ここでの第2実施形態のスパッタリングターゲットの製造方法は、第1実施形態におけるスパッタリングターゲットの製造方法である。
図4に示すように、ステップS101において、管状バッキングチューブと、少なくとも2つの円筒状ターゲットセグメントとが、最初に準備される。管状バッキングチューブの軸は、軸方向と定義され、半径方向が存在する平面は、軸方向に垂直である。ターゲットセグメントの端部には、少なくとも1つのさね又は少なくとも1つの溝が設けられている。次に、ステップS102において、接着材料が、管状バッキングチューブと少なくとも2つの円筒状ターゲットセグメントとの間に配置される。次に、ステップS103において、円筒状ターゲットセグメントが管状バッキングチューブ上に軸方向に沿って並置される。
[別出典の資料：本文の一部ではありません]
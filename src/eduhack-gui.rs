//! EduHack landing page viewer
//!
//! Renders an event landing page with egui. The viewer features:
//! - Light/dark theme toggle with a persisted preference that follows the
//!   OS theme until the user picks one
//! - Navigation bar with scroll-spy highlighting and smooth scrolling
//! - Countdown to the event start, refreshed once per second
//! - In-page search over headings, paragraphs and list items
//! - Floating particle decoration
//!
//! The application is built with a modular architecture:
//! - `app/` - Composition root and coordinators
//! - `io/` - Asynchronous page file loading
//! - `ui/` - Panel rendering and interaction
//! - `state/` - Page, search and layout state
//!
//! Usage:
//!   eduhack-gui [page.json] [--theme dark] [--countdown 2025-11-01T09:00:00] [--seed 42]

#![cfg_attr(not(debug_assertions), windows_subsystem = "windows")]

use clap::Parser;
use eframe::egui;
use eduhack::ThemeMode;
use std::path::PathBuf;

mod io;
mod app;
mod ui;
mod state;

use app::{AppState, ApplicationCoordinator, SettingsCoordinator, SiteOverrides, ThemeCoordinator};
use io::AsyncLoader;
use state::LayoutState;
use ui::panel_manager::{PanelInteraction, PanelManager};

const SHOW_PARTICLES_KEY: &str = "show_particles";

/// Command-line arguments
#[derive(Parser, Debug)]
#[command(name = "eduhack-gui")]
#[command(about = "View the EduHack landing page or a page file")]
struct Args {
    /// JSON page file to open; the built-in page is shown otherwise
    page: Option<PathBuf>,

    /// Force a theme (light or dark) and disable the toggle
    #[arg(short, long)]
    theme: Option<ThemeMode>,

    /// Countdown target, e.g. 2025-11-01T09:00:00 (local time)
    #[arg(short, long)]
    countdown: Option<String>,

    /// Seed for reproducible particle placement
    #[arg(short, long)]
    seed: Option<u64>,
}

/// Main application entry point that initializes and launches the viewer.
fn main() -> eframe::Result {
    tracing_subscriber::fmt()
        .with_max_level(tracing::Level::INFO)
        .with_target(false)
        .init();

    let args = Args::parse();
    let overrides = SiteOverrides {
        theme: args.theme,
        countdown: args.countdown,
        seed: args.seed,
    };

    let options = eframe::NativeOptions {
        viewport: egui::ViewportBuilder::default()
            .with_inner_size([1200.0, 800.0])
            .with_title("EduHack"),
        ..Default::default()
    };

    eframe::run_native(
        "EduHack",
        options,
        Box::new(move |cc| Ok(Box::new(EduHackApp::new(cc, args.page, overrides)))),
    )
}

/// The main application.
///
/// Delegates to coordinators:
/// - `ApplicationCoordinator` handles page loading and interactions
/// - `ThemeCoordinator` handles the theme surface and preference persistence
/// - `PanelManager` handles UI panel layout and rendering
struct EduHackApp {
    /// Centralized application state
    state: AppState,
    /// Asynchronous page loader
    loader: AsyncLoader,
    /// Optional file to load on first frame
    pending_file_load: Option<PathBuf>,
}

impl EduHackApp {
    /// Creates the viewer with preferences restored from persistent storage.
    /// Shows the built-in page until the optional page file has loaded.
    fn new(cc: &eframe::CreationContext, initial_file: Option<PathBuf>, overrides: SiteOverrides) -> Self {
        let ctx = &cc.egui_ctx;
        ThemeCoordinator::install_palettes(ctx);

        let preferences = ThemeCoordinator::load_preferences(cc.storage);
        let show_particles: bool = SettingsCoordinator::load_setting_or(cc.storage, SHOW_PARTICLES_KEY, true);

        let mut state = AppState::new(preferences, overrides, LayoutState::with_particles(show_particles), ctx);
        let mut loader = AsyncLoader::new();
        ApplicationCoordinator::open_demo_page(&mut state, &mut loader, ctx);

        Self {
            state,
            loader,
            pending_file_load: initial_file,
        }
    }

    /// Handles panel interactions by delegating to ApplicationCoordinator.
    fn handle_panel_interaction(&mut self, interaction: PanelInteraction, ctx: &egui::Context) {
        let now = ctx.input(|i| i.time);
        match interaction {
            PanelInteraction::OpenPageRequested(path) => {
                ApplicationCoordinator::open_file(&mut self.loader, path, ctx);
            }
            PanelInteraction::OpenDemoRequested => {
                ApplicationCoordinator::open_demo_page(&mut self.state, &mut self.loader, ctx);
            }
            PanelInteraction::NavigateTo(id) => {
                ApplicationCoordinator::navigate_to(&mut self.state, &id, now);
            }
            PanelInteraction::ToggleTheme => ApplicationCoordinator::toggle_theme(&mut self.state),
            PanelInteraction::ToggleSearch => ApplicationCoordinator::toggle_search(&mut self.state),
            PanelInteraction::ToggleMenu => ApplicationCoordinator::toggle_menu(&mut self.state),
            PanelInteraction::SearchQueryChanged => ApplicationCoordinator::update_search(&mut self.state),
            PanelInteraction::SearchResultClicked(region_id) => {
                ApplicationCoordinator::go_to_result(&mut self.state, &region_id, now);
            }
        }
        ctx.request_repaint();
    }
}

impl eframe::App for EduHackApp {
    /// Called when the app is being shut down - ensures preferences are saved.
    fn save(&mut self, storage: &mut dyn eframe::Storage) {
        ThemeCoordinator::save_preferences(storage, &self.state.preferences);
        SettingsCoordinator::save_setting(storage, SHOW_PARTICLES_KEY, &self.state.layout.show_particles());
    }

    /// Main update loop:
    /// 1. Check for async loading completion
    /// 2. Follow OS theme changes and advance the countdown
    /// 3. Load initial file if specified via command line
    /// 4. Render all panels via PanelManager
    /// 5. Handle panel interactions
    fn update(&mut self, ctx: &egui::Context, frame: &mut eframe::Frame) {
        ApplicationCoordinator::check_loading_completion(&mut self.state, &mut self.loader, ctx);

        ThemeCoordinator::track_system_theme(&mut self.state, ctx);
        ApplicationCoordinator::tick_countdown_now(&mut self.state, ctx);

        // Persist a new theme choice right away (for crash resilience)
        if let Some(storage) = frame.storage_mut() {
            ThemeCoordinator::persist_if_changed(storage, &self.state.preferences);
        }

        if let Some(path) = self.pending_file_load.take() {
            ApplicationCoordinator::open_file(&mut self.loader, path, ctx);
        }

        if let Some(interaction) = PanelManager::render_all_panels(ctx, &mut self.state, &self.loader) {
            self.handle_panel_interaction(interaction, ctx);
        }
    }
}
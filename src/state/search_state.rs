//! Search panel state.
//!
//! Holds panel visibility, the query buffer and the latest outcome. Running
//! the query against the index is left to the caller so this stays free of
//! page data.

use eduhack::search::{ContentIndex, SearchOutcome};

/// State of the search box and its result list.
#[derive(Debug)]
pub struct SearchState {
    open: bool,
    query: String,
    outcome: SearchOutcome,
    /// Set when the panel opens; consumed by the text field on the next frame
    focus_requested: bool,
    /// Screen area of the toggle button and panel, for outside-click checks
    container: Option<egui::Rect>,
}

impl Default for SearchState {
    fn default() -> Self {
        Self::new()
    }
}

impl SearchState {
    pub fn new() -> Self {
        Self {
            open: false,
            query: String::new(),
            outcome: SearchOutcome::Inactive,
            focus_requested: false,
            container: None,
        }
    }

    // ===== Visibility =====

    pub fn is_open(&self) -> bool {
        self.open
    }

    /// Shows or hides the panel.
    ///
    /// `None` flips the current state; `Some(show)` is a no-op when the
    /// panel is already in that state. Opening requests input focus.
    pub fn toggle(&mut self, show: Option<bool>) {
        let show = show.unwrap_or(!self.open);
        if show == self.open {
            return;
        }
        self.open = show;
        self.focus_requested = show;
    }

    pub fn close(&mut self) {
        self.toggle(Some(false));
    }

    /// Returns true once after the panel was opened
    pub fn take_focus_request(&mut self) -> bool {
        std::mem::take(&mut self.focus_requested)
    }

    // ===== Query =====

    pub fn query(&self) -> &str {
        &self.query
    }

    pub fn query_mut(&mut self) -> &mut String {
        &mut self.query
    }

    pub fn outcome(&self) -> &SearchOutcome {
        &self.outcome
    }

    /// Re-runs the current query against `index`
    pub fn refresh(&mut self, index: &ContentIndex) {
        self.outcome = index.search(&self.query);
    }

    /// Empties the query and clears any displayed results
    pub fn clear(&mut self) {
        self.query.clear();
        self.outcome = SearchOutcome::Inactive;
    }

    /// Closes the panel and forgets the query, for a freshly loaded page
    pub fn reset(&mut self) {
        self.close();
        self.clear();
        self.container = None;
    }

    // ===== Outside clicks =====

    /// Records the screen area that counts as "inside" the search widget
    pub fn set_container(&mut self, rect: egui::Rect) {
        self.container = Some(rect);
    }

    /// Grows the inside area, e.g. by the panel drawn below the toggle
    pub fn extend_container(&mut self, rect: egui::Rect) {
        self.container = Some(match self.container {
            Some(current) => current.union(rect),
            None => rect,
        });
    }

    /// Closes the panel when a click lands outside the search widget.
    ///
    /// Returns true if the panel was closed.
    pub fn handle_click(&mut self, pos: egui::Pos2) -> bool {
        if !self.open {
            return false;
        }
        match self.container {
            Some(rect) if rect.contains(pos) => false,
            _ => {
                self.close();
                true
            }
        }
    }
}

#[cfg(test)]
mod tests {
    use super::*;
    use eduhack::search::IndexedFragment;
    use eduhack::NodeRef;

    fn index() -> ContentIndex {
        ContentIndex::from_fragments(vec![IndexedFragment {
            node: NodeRef::root(),
            text: "Schedule details here".to_string(),
            region_label: "schedule".to_string(),
            region_id: "schedule".to_string(),
            score: 0,
        }])
    }

    #[test]
    fn test_toggle_semantics() {
        let mut search = SearchState::new();

        search.toggle(Some(false));
        assert!(!search.is_open());
        assert!(!search.take_focus_request());

        search.toggle(None);
        assert!(search.is_open());
        assert!(search.take_focus_request());
        assert!(!search.take_focus_request());

        // Already open: no new focus request
        search.toggle(Some(true));
        assert!(search.is_open());
        assert!(!search.take_focus_request());

        search.toggle(None);
        assert!(!search.is_open());
    }

    #[test]
    fn test_refresh_and_clear() {
        let mut search = SearchState::new();
        let index = index();

        *search.query_mut() = "sched".to_string();
        search.refresh(&index);
        assert_eq!(search.outcome().results().len(), 1);

        *search.query_mut() = "s".to_string();
        search.refresh(&index);
        assert_eq!(search.outcome(), &SearchOutcome::Inactive);

        *search.query_mut() = "zzz".to_string();
        search.refresh(&index);
        assert!(search.outcome().is_active());
        assert!(search.outcome().results().is_empty());

        search.clear();
        assert_eq!(search.query(), "");
        assert!(!search.outcome().is_active());
    }

    #[test]
    fn test_outside_click_closes() {
        let mut search = SearchState::new();
        search.toggle(Some(true));
        search.set_container(egui::Rect::from_min_max(egui::pos2(0.0, 0.0), egui::pos2(100.0, 20.0)));
        search.extend_container(egui::Rect::from_min_max(egui::pos2(0.0, 20.0), egui::pos2(100.0, 100.0)));

        assert!(!search.handle_click(egui::pos2(50.0, 10.0)));
        assert!(!search.handle_click(egui::pos2(50.0, 50.0)));
        assert!(search.is_open());

        assert!(search.handle_click(egui::pos2(150.0, 50.0)));
        assert!(!search.is_open());

        // Closed panels ignore clicks
        assert!(!search.handle_click(egui::pos2(150.0, 50.0)));
    }
}
//! Domain-level errors

use thiserror::Error;

/// Errors raised when caller-supplied input fails local validation
#[derive(Debug, Clone, PartialEq, Error)]
pub enum DomainError {
    /// A required place query field is missing
    #[error("Invalid query: {0}")]
    InvalidQuery(String),

    /// Coordinate outside latitude [-90, 90] or longitude [-180, 180]
    #[error(
        "Invalid coordinate ({latitude}, {longitude}): latitude must be -90 to 90, longitude must be -180 to 180"
    )]
    InvalidCoordinate {
        /// Offending latitude
        latitude: f64,
        /// Offending longitude
        longitude: f64,
    },

    /// Zoom level above the provider maximum
    #[error("Invalid zoom level {0}: must be between 0 and {max}", max = crate::ZoomLevel::MAX)]
    InvalidZoom(u8),
}

impl DomainError {
    /// Create an invalid query error
    pub fn invalid_query(reason: impl Into<String>) -> Self {
        Self::InvalidQuery(reason.into())
    }
}
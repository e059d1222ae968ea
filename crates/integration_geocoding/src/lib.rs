//! Geocoding integration for geolocate
//!
//! Resolves structured place queries to coordinates (forward geocoding) and
//! coordinates to addresses (reverse geocoding) using
//! [Nominatim/OpenStreetMap](https://nominatim.openstreetmap.org) or any
//! provider exposing the same `/search` and `/reverse` semantics.
//!
//! # Architecture
//!
//! [`Transport`] performs one HTTP exchange and classifies transport-level
//! failures; [`HttpTransport`] implements it with `reqwest`. [`ForwardResolver`]
//! and [`ReverseResolver`] each build a provider request, send it through a
//! shared transport, and classify the payload into a result, a "not found"
//! outcome, or a protocol error. [`NominatimGeocodingClient`] bundles both
//! behind the [`GeocodingClient`] trait.
//!
//! Nothing in this crate retries; see `infrastructure::retry` for a
//! caller-side policy.
//!
//! # Example
//!
//! ```rust,ignore
//! use domain::{Coordinate, PlaceQuery, ZoomLevel};
//! use integration_geocoding::{GeocodingClient, GeocodingConfig, NominatimGeocodingClient};
//!
//! let client = NominatimGeocodingClient::new(&GeocodingConfig::default())?;
//!
//! let place = client.geocode(&PlaceQuery::new("Scottsbluff", "NE", "US")).await?;
//! let address = client
//!     .reverse_geocode(Coordinate::new(41.8666, -103.6672), ZoomLevel::CITY)
//!     .await?;
//! ```

mod client;
mod config;
mod error;
mod forward;
mod models;
mod reverse;
mod transport;

pub use client::{GeocodingClient, NominatimGeocodingClient};
pub use config::GeocodingConfig;
pub use error::GeocodingError;
pub use forward::ForwardResolver;
pub use reverse::ReverseResolver;
pub use transport::{HttpTransport, ProviderRequest, Transport};
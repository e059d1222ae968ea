//! Structured place query for forward geocoding

use serde::{Deserialize, Serialize};
use std::fmt;

use crate::errors::DomainError;

/// A place described by locality, region and country
///
/// The fields are sent to the provider as separate filter terms rather than a
/// single free-text string, so "Springfield" in two different states stays
/// unambiguous.
#[derive(Debug, Clone, PartialEq, Eq, Serialize, Deserialize)]
pub struct PlaceQuery {
    /// City, town or village name (required)
    pub locality: String,
    /// State, province or region (may be empty)
    #[serde(default)]
    pub region: String,
    /// Country name or code (required)
    pub country: String,
}

impl PlaceQuery {
    /// Create a new place query
    pub fn new(
        locality: impl Into<String>,
        region: impl Into<String>,
        country: impl Into<String>,
    ) -> Self {
        Self {
            locality: locality.into(),
            region: region.into(),
            country: country.into(),
        }
    }

    /// Check that locality and country are non-empty after trimming
    pub fn validate(&self) -> Result<(), DomainError> {
        if self.locality.trim().is_empty() {
            return Err(DomainError::invalid_query("locality must not be empty"));
        }
        if self.country.trim().is_empty() {
            return Err(DomainError::invalid_query("country must not be empty"));
        }
        Ok(())
    }

    /// Trimmed region, or `None` when it is blank
    #[must_use]
    pub fn region(&self) -> Option<&str> {
        let region = self.region.trim();
        (!region.is_empty()).then_some(region)
    }
}

impl fmt::Display for PlaceQuery {
    fn fmt(&self, f: &mut fmt::Formatter<'_>) -> fmt::Result {
        let parts: Vec<&str> = [
            self.locality.trim(),
            self.region.trim(),
            self.country.trim(),
        ]
        .into_iter()
        .filter(|part| !part.is_empty())
        .collect();
        write!(f, "{}", parts.join(", "))
    }
}
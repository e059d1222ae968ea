//! Raw Nominatim response models
//!
//! These types mirror the provider's `jsonv2` payloads and never leave the
//! crate; resolvers convert them into domain results.

use serde::Deserialize;
use serde_json::Value;

use crate::error::GeocodingError;

/// Nominatim encodes coordinates as strings, other providers as numbers
#[derive(Debug, Clone, Deserialize)]
#[serde(untagged)]
pub(crate) enum RawDegrees {
    Text(String),
    Number(f64),
}

impl RawDegrees {
    /// Parse the value as degrees, naming `field` in the error
    pub(crate) fn parse(&self, field: &str) -> Result<f64, GeocodingError> {
        let value = match self {
            Self::Text(text) => text.trim().parse::<f64>().map_err(|_| {
                GeocodingError::ProviderProtocolError(format!("invalid {field}: {text:?}"))
            })?,
            Self::Number(number) => *number,
        };

        if value.is_finite() {
            Ok(value)
        } else {
            Err(GeocodingError::ProviderProtocolError(format!(
                "non-finite {field}"
            )))
        }
    }
}

/// A single entry of a `/search` response
#[derive(Debug, Clone, Deserialize)]
pub(crate) struct SearchPlace {
    pub lat: RawDegrees,
    pub lon: RawDegrees,
    pub display_name: String,
}

/// A `/reverse` response
///
/// When no address exists the provider answers with an `error` member
/// (`{"error": "Unable to geocode"}`) instead of a place.
#[derive(Debug, Clone, Deserialize)]
pub(crate) struct ReversePlace {
    #[serde(default)]
    pub display_name: Option<String>,
    #[serde(default)]
    pub error: Option<Value>,
}

/// A `/status?format=json` response
#[derive(Debug, Clone, Deserialize)]
pub(crate) struct ProviderStatus {
    pub status: i64,
    #[serde(default)]
    pub message: Option<String>,
}
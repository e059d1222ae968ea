//! geolocate CLI
//!
//! Forward and reverse geocoding from the command line.

#![allow(clippy::print_stdout)]

mod commands;

use std::path::PathBuf;
use std::process::ExitCode;

use clap::{Parser, Subcommand};
use domain::{Coordinate, PlaceQuery, ZoomLevel};
use infrastructure::{AppConfig, init_logging};
use integration_geocoding::NominatimGeocodingClient;

use crate::commands::{EXIT_NOT_FOUND, Request};

/// geolocate CLI
#[derive(Parser)]
#[command(name = "geolocate")]
#[command(author, version, about = "Forward and reverse geocoding via Nominatim", long_about = None)]
struct Cli {
    /// Verbosity level
    #[arg(short, long, action = clap::ArgAction::Count, global = true)]
    verbose: u8,

    /// Configuration file (default: ./geolocate.toml if present)
    #[arg(short, long, global = true)]
    config: Option<PathBuf>,

    /// Print results as JSON
    #[arg(long, global = true)]
    json: bool,

    /// Retry timeouts, unreachable providers and 429/5xx answers with backoff
    #[arg(long, global = true)]
    retry: bool,

    #[command(subcommand)]
    command: Commands,
}

#[derive(Subcommand)]
enum Commands {
    /// Look up the coordinates of a place
    ///
    /// Example: geolocate forward --city Scottsbluff --state NE --country US
    Forward {
        /// City, town or village
        #[arg(long)]
        city: String,

        /// State, province or region
        #[arg(long, default_value = "")]
        state: String,

        /// Country name or code
        #[arg(long)]
        country: String,
    },

    /// Look up the address of a coordinate
    ///
    /// Example: geolocate reverse --lat 41.8666 --lon=-103.6672
    Reverse {
        /// Latitude in degrees (-90 to 90)
        #[arg(long, allow_negative_numbers = true)]
        lat: f64,

        /// Longitude in degrees (-180 to 180)
        #[arg(long, allow_negative_numbers = true)]
        lon: f64,

        /// Precision from 0 (country) to 18 (building); defaults to the configured zoom
        #[arg(long, value_parser = clap::value_parser!(u8).range(0..=i64::from(ZoomLevel::MAX)))]
        zoom: Option<u8>,
    },

    /// Check whether the geocoding provider is reachable
    Health,
}

impl Commands {
    fn into_request(self, default_zoom: ZoomLevel) -> anyhow::Result<Request> {
        Ok(match self {
            Self::Forward {
                city,
                state,
                country,
            } => Request::Forward(PlaceQuery::new(city, state, country)),
            Self::Reverse { lat, lon, zoom } => Request::Reverse {
                coordinate: Coordinate::new(lat, lon),
                zoom: zoom.map_or(Ok(default_zoom), ZoomLevel::new)?,
            },
            Self::Health => Request::Health,
        })
    }
}

#[tokio::main]
async fn main() -> anyhow::Result<ExitCode> {
    let cli = Cli::parse();

    let config = match &cli.config {
        Some(path) => AppConfig::load_from(path)?,
        None => AppConfig::load()?,
    };

    init_logging(&config.logging.clone().with_verbosity(cli.verbose))?;

    let client = NominatimGeocodingClient::new(&config.geocoding)?;
    let request = cli.command.into_request(config.geocoding.default_zoom)?;
    let retry = cli.retry.then_some(&config.retry);

    match commands::execute(&client, &request, retry).await {
        Ok(outcome) => {
            println!("{}", commands::render(&outcome, cli.json));
            Ok(if outcome.is_success() {
                ExitCode::SUCCESS
            } else {
                ExitCode::FAILURE
            })
        },
        Err(err) if err.is_not_found() => {
            println!("{}", commands::render_not_found(&err, cli.json));
            Ok(ExitCode::from(EXIT_NOT_FOUND))
        },
        Err(err) => Err(err.into()),
    }
}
互いに対向する少なくとも2つの円筒状ターゲットセグメントの少なくとも2つの端部は、半径方向及び/又は軸方向に見て、一方の端部における少なくとも1つのさねが、相隣接する2つの円筒状ターゲットセグメントの対応する他方の端部における少なくとも1つの溝と重なり合うような形で、互いに本ざねはぎを形成し、ここで、重なり合いは、少なくとも、対応する端部の円周の一部に沿って延在する。最後に、ステップS104において、少なくとも2つの円筒状ターゲットセグメントが管状バッキングチューブに接着される。
【0047】
第1実施形態に係るスパッタリングターゲットは、第2実施形態に係る製造方法により製造されたものであり、ターゲット材料の適用の際に、温度が上昇するにつれてターゲット材料の接合部からはんだが漏れやすくなるという問題を効果的に解決するものである。作製したスパッタリングターゲットは、既存のプロセスと比較して安定した品質と高い歩留まりを有する。
【0048】
本出願の第2の実施形態に係る銀タングステンコンタクト材料は、第1の実施形態に係るスパッタリングターゲットに対応する実施形態である。従って、第1の実施形態における実施に係る様々な点は、第2の実施形態に等しく適用可能であり、本明細書では詳細に説明しない。
【産業上の利用可能性】
【0049】
本出願に係るスパッタリングターゲット及びその製造方法によれば、ターゲット材料の適用の際に温度上昇とともにはんだがターゲット材料の接合部から漏洩しやすいという問題が効果的に解決された。安定した品質、高収率及びコスト削減が達成された。
【0050】
本出願をその好ましい実施形態を参照して説明してきたが、本出願の範囲から逸脱することなく、その諸要素について、様々な変更を行なうことができ、代わりに等価物を用いることができることが、当業者によって理解されるであろう。従って、本出願の範囲は、特許請求の範囲の保護範囲に従うべきものである。